Of all the physical feelings, that’s the one I’d most like to forget. I still have phantom pains. I had them all day on January 2nd. I have them sometimes when I lay awake at night questioning what I could have done differently or trying to put all of the pieces of the puzzle together to convince myself that I did everything that I could. “It’s not my fault, it’s not my fault…” replays as the phantom pain moves down my stomach. It’s worse than the pains of surgery that I felt when the final epidural failed. I feel those sometimes, too.

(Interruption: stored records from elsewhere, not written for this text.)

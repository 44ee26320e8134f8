//! Shared request and response types for the remote configuration snapshot API.
//!
//! These shapes mirror what the Remote Configuration Service puts on the wire;
//! they carry no behavior beyond cheap accessors so both the client library
//! and external tooling can depend on them without pulling in the HTTP stack.

use std::collections::BTreeMap;

use serde::{Deserialize, Serialize};
use time::OffsetDateTime;
use uuid::Uuid;

/// Server-side status of a snapshot operation.
#[derive(Debug, Clone, Copy, PartialEq, Eq, Serialize, Deserialize)]
#[serde(rename_all = "SCREAMING_SNAKE_CASE")]
pub enum ReportStatus {
    Pending,
    InProgress,
    Success,
    Error,
    Aborted,
}

impl ReportStatus {
    /// A terminal status never transitions again without a new operation.
    pub fn is_terminal(self) -> bool {
        matches!(
            self,
            ReportStatus::Success | ReportStatus::Error | ReportStatus::Aborted
        )
    }

    pub fn as_str(self) -> &'static str {
        match self {
            ReportStatus::Pending => "PENDING",
            ReportStatus::InProgress => "IN_PROGRESS",
            ReportStatus::Success => "SUCCESS",
            ReportStatus::Error => "ERROR",
            ReportStatus::Aborted => "ABORTED",
        }
    }
}

/// Kind of server-side job a report describes.
#[derive(Debug, Clone, Copy, PartialEq, Eq, Serialize, Deserialize)]
#[serde(rename_all = "SCREAMING_SNAKE_CASE")]
pub enum ReportType {
    CreateSnapshot,
    ApplySnapshot,
    ExportOrganization,
    /// Operation types introduced server-side after this crate was released.
    #[serde(other)]
    Other,
}

impl ReportType {
    pub fn as_str(self) -> &'static str {
        match self {
            ReportType::CreateSnapshot => "CREATE_SNAPSHOT",
            ReportType::ApplySnapshot => "APPLY_SNAPSHOT",
            ReportType::ExportOrganization => "EXPORT_ORGANIZATION",
            ReportType::Other => "OTHER",
        }
    }
}

impl TryFrom<&str> for ReportType {
    type Error = ();

    fn try_from(value: &str) -> Result<Self, ()> {
        match value {
            "CREATE_SNAPSHOT" => Ok(ReportType::CreateSnapshot),
            "APPLY_SNAPSHOT" => Ok(ReportType::ApplySnapshot),
            "EXPORT_ORGANIZATION" => Ok(ReportType::ExportOrganization),
            _ => Err(()),
        }
    }
}

/// Outcome of one resource inside a snapshot operation.
#[derive(Debug, Clone, Copy, PartialEq, Eq, Serialize, Deserialize)]
#[serde(rename_all = "SCREAMING_SNAKE_CASE")]
pub enum ResourceOutcome {
    Success,
    Skipped,
    Error,
}

impl ResourceOutcome {
    pub fn is_failure(self) -> bool {
        matches!(self, ResourceOutcome::Error)
    }
}

/// Per-resource result record inside a report.
#[derive(Debug, Clone, PartialEq, Eq, Serialize, Deserialize)]
pub struct ResourceOperationResult {
    pub resource_type: String,
    pub resource_id: String,
    pub outcome: ResourceOutcome,
    #[serde(default, skip_serializing_if = "Option::is_none")]
    pub detail: Option<String>,
}

/// Link between a snapshot resource and its counterpart in the target
/// environment, as resolved by a synchronization pass.
#[derive(Debug, Clone, PartialEq, Eq, Serialize, Deserialize)]
pub struct ResourceLink {
    pub resource_type: String,
    pub source_id: String,
    #[serde(default, skip_serializing_if = "Option::is_none")]
    pub target_id: Option<String>,
}

/// Cross-environment diff record, present only for synchronization-capable
/// operations.
#[derive(Debug, Clone, PartialEq, Eq, Serialize, Deserialize)]
pub struct SynchronizationReport {
    pub id: Uuid,
    pub status: ReportStatus,
    #[serde(default)]
    pub linked_resources: Vec<ResourceLink>,
}

/// Status/result record the service maintains for one snapshot job.
#[derive(Debug, Clone, PartialEq, Eq, Serialize, Deserialize)]
pub struct SnapshotReport {
    pub snapshot_id: String,
    pub operation_id: Uuid,
    pub operation_type: ReportType,
    pub status: ReportStatus,
    #[serde(default)]
    pub resource_operation_results: Vec<ResourceOperationResult>,
    #[serde(default)]
    pub synchronization_reports: Vec<SynchronizationReport>,
    #[serde(default, with = "time::serde::rfc3339::option")]
    pub updated_at: Option<OffsetDateTime>,
}

impl SnapshotReport {
    /// Resource results that failed, in report order.
    pub fn failed_resources(&self) -> impl Iterator<Item = &ResourceOperationResult> {
        self.resource_operation_results
            .iter()
            .filter(|result| result.outcome.is_failure())
    }
}

/// Selection of resource types (optionally narrowed to specific ids) to
/// export from an organization.
#[derive(Debug, Clone, Default, PartialEq, Eq, Serialize, Deserialize)]
#[serde(transparent)]
pub struct ResourceSelection {
    resources: BTreeMap<String, Option<Vec<String>>>,
}

impl ResourceSelection {
    pub fn new() -> Self {
        Self::default()
    }

    /// Select every resource of the given type.
    pub fn select_all(&mut self, resource_type: impl Into<String>) -> &mut Self {
        self.resources.insert(resource_type.into(), None);
        self
    }

    /// Select specific resources of the given type.
    pub fn select_ids(
        &mut self,
        resource_type: impl Into<String>,
        ids: impl IntoIterator<Item = String>,
    ) -> &mut Self {
        self.resources
            .insert(resource_type.into(), Some(ids.into_iter().collect()));
        self
    }

    pub fn is_empty(&self) -> bool {
        self.resources.is_empty()
    }

    pub fn resource_types(&self) -> impl Iterator<Item = &str> {
        self.resources.keys().map(String::as_str)
    }
}

/// Caller-supplied metadata attached to a snapshot creation request.
#[derive(Debug, Clone, Default, PartialEq, Eq, Serialize, Deserialize)]
pub struct SnapshotMetadata {
    #[serde(default, skip_serializing_if = "Option::is_none")]
    pub developer_note: Option<String>,
    #[serde(default)]
    pub include_children_resources: bool,
}

/// Options for fetching a snapshot report.
#[derive(Debug, Clone, Copy, Default, PartialEq, Eq)]
pub struct GetReportOptions {
    pub include_reports: bool,
    pub operation_type: Option<ReportType>,
}

/// Archive formats accepted by the file-based creation endpoint.
#[derive(Debug, Clone, Copy, PartialEq, Eq)]
pub enum ArchiveFileType {
    Zip,
}

impl ArchiveFileType {
    pub fn as_str(self) -> &'static str {
        match self {
            ArchiveFileType::Zip => "ZIP",
        }
    }

    pub fn content_type(self) -> &'static str {
        match self {
            ArchiveFileType::Zip => "application/zip",
        }
    }
}
//! Template package commands.

#![deny(clippy::all, clippy::pedantic)]

use orgsnap::application::template::{
    default_template_schema, load_template_package, validate_template,
};

use crate::args::TemplatesCmd;
use crate::client::CliError;

pub fn handle(cmd: TemplatesCmd) -> Result<(), CliError> {
    match cmd {
        TemplatesCmd::Validate { template, schema } => {
            let package = load_template_package(&template)?;
            let schema = match schema {
                Some(path) => load_template_package(&path)?,
                None => default_template_schema(),
            };
            validate_template(&package, &schema)?;
            println!("Template package is valid");
        }
    }
    Ok(())
}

I can’t pretend it’s all negated by having the privilege of being a mom. I’ve been cut deeply. I hurt, physically and emotionally. I have to hold two spaces – mother, and me. I feel wounded and broken. I don’t have my strength back. My incision hurts still, every day. I have a lot of healing and forgiving to do. I’m also experiencing joy and love I never thought I’d know. It’s confusing, being a mom and being me. It’s hard to find the balance, hard to stop and find space for me, to treat myself kindly and tenderly, when all I want is to make it all go away so I can be strong and happy, so I can just be a mom and focus on her and stop worrying so much about me.

There’s so much going on when I’m Mama – so many things to distract me from the questions and memories (or lack thereof) and the lingering pain. I can be happy, whole, and present. And then in the quiet times, I crumble. Six months, crumbling and picking up the pieces. Over and over.

It’s getting better. Most of the time, I feel normal. Most nights, I sleep. I can reach my arms up high and not feel like I’m about to rip apart. I can laugh without bracing for pain. I can carry my baby without breaking a rule. I feel like I have so far to go though, and every day that goes by, every milestone reached, I wonder if I would have been a better mom and a happier me if I’d done something differently and done it “right”.